[What the task requires]
From the entries that follow, list every line in which the string "static" appears.

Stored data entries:
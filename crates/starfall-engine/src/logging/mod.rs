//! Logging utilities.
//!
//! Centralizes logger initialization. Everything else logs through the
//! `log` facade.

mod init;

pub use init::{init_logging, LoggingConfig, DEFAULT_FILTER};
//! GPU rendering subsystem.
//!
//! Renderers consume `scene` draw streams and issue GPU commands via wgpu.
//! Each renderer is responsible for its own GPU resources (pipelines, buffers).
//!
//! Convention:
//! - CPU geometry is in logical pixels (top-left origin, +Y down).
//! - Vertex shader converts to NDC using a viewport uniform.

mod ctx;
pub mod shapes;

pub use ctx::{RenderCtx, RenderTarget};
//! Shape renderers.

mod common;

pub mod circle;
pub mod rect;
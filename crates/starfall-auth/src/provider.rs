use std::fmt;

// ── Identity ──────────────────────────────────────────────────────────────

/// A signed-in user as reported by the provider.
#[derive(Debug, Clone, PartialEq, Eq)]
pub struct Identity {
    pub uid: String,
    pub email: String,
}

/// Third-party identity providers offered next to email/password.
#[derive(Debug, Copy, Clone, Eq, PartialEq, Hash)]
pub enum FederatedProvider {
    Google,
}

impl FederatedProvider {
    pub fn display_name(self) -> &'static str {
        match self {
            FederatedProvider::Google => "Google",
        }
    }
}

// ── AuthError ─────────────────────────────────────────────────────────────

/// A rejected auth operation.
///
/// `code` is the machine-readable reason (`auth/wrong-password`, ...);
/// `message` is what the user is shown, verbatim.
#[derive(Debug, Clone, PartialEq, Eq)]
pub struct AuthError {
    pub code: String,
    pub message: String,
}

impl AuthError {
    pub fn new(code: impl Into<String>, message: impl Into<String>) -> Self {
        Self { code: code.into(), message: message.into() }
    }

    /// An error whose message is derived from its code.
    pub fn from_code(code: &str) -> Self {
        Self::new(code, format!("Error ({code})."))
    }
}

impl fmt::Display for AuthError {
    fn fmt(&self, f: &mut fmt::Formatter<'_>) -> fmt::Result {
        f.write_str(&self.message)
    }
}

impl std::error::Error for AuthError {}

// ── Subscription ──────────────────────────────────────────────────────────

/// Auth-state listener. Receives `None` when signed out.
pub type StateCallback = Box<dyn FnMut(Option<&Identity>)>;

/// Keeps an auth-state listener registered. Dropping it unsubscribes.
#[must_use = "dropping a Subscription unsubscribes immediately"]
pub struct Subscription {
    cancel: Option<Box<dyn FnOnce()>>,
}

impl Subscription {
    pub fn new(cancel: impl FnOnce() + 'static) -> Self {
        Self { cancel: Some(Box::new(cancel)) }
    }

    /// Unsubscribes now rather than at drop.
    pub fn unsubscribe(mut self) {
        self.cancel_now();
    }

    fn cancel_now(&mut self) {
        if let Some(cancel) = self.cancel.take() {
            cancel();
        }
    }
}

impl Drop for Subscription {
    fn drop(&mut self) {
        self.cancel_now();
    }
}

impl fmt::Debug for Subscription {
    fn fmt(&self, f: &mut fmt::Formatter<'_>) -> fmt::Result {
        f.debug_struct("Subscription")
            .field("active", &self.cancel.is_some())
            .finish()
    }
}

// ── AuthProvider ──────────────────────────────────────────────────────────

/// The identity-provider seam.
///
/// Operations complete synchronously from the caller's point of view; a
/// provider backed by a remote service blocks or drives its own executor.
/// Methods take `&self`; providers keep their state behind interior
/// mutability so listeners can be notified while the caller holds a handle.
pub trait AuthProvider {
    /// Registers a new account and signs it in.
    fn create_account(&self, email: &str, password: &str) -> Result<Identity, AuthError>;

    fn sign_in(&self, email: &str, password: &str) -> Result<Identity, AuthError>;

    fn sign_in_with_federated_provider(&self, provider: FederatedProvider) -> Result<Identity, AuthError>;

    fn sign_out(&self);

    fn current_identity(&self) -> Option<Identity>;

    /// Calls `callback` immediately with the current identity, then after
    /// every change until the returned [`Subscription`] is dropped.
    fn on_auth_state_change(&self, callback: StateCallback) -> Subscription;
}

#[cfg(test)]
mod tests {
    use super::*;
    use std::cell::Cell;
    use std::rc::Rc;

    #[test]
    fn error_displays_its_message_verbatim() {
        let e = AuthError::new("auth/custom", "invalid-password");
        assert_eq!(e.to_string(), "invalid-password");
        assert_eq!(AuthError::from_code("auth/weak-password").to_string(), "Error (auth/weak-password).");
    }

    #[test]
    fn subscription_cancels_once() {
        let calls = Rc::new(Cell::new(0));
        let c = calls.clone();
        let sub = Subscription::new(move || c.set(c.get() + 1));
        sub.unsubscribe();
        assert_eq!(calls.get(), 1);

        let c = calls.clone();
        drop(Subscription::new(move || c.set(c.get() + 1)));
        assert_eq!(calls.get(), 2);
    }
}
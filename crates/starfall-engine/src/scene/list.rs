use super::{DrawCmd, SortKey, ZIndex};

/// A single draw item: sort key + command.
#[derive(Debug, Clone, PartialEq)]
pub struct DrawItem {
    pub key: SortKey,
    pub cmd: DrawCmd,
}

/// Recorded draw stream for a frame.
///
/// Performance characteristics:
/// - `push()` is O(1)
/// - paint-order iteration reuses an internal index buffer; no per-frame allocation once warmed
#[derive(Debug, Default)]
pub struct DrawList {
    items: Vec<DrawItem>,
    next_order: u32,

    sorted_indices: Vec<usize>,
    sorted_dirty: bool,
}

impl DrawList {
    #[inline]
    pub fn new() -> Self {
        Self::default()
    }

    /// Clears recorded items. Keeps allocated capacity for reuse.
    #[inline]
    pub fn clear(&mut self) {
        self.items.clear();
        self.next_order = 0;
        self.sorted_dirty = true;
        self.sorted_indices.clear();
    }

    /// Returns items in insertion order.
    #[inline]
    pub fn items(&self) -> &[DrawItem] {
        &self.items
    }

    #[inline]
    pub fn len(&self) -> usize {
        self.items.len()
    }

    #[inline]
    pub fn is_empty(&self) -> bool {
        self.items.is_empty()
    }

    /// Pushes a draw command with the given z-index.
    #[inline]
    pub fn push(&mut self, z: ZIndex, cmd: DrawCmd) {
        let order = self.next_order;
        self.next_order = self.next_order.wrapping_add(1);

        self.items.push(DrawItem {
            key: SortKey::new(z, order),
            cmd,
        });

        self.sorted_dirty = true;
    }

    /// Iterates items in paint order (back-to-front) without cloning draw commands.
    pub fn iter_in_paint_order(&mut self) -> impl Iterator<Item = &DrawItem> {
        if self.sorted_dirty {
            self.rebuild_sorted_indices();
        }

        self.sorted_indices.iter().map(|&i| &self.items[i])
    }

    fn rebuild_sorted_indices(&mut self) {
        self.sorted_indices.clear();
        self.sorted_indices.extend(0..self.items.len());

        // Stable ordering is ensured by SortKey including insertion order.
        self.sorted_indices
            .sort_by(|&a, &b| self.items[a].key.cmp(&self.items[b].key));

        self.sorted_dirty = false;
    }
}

[Answer box]
    pub fn display_name(self) -> &'static str {
    pub fn new(cancel: impl FnOnce() + 'static) -> Self {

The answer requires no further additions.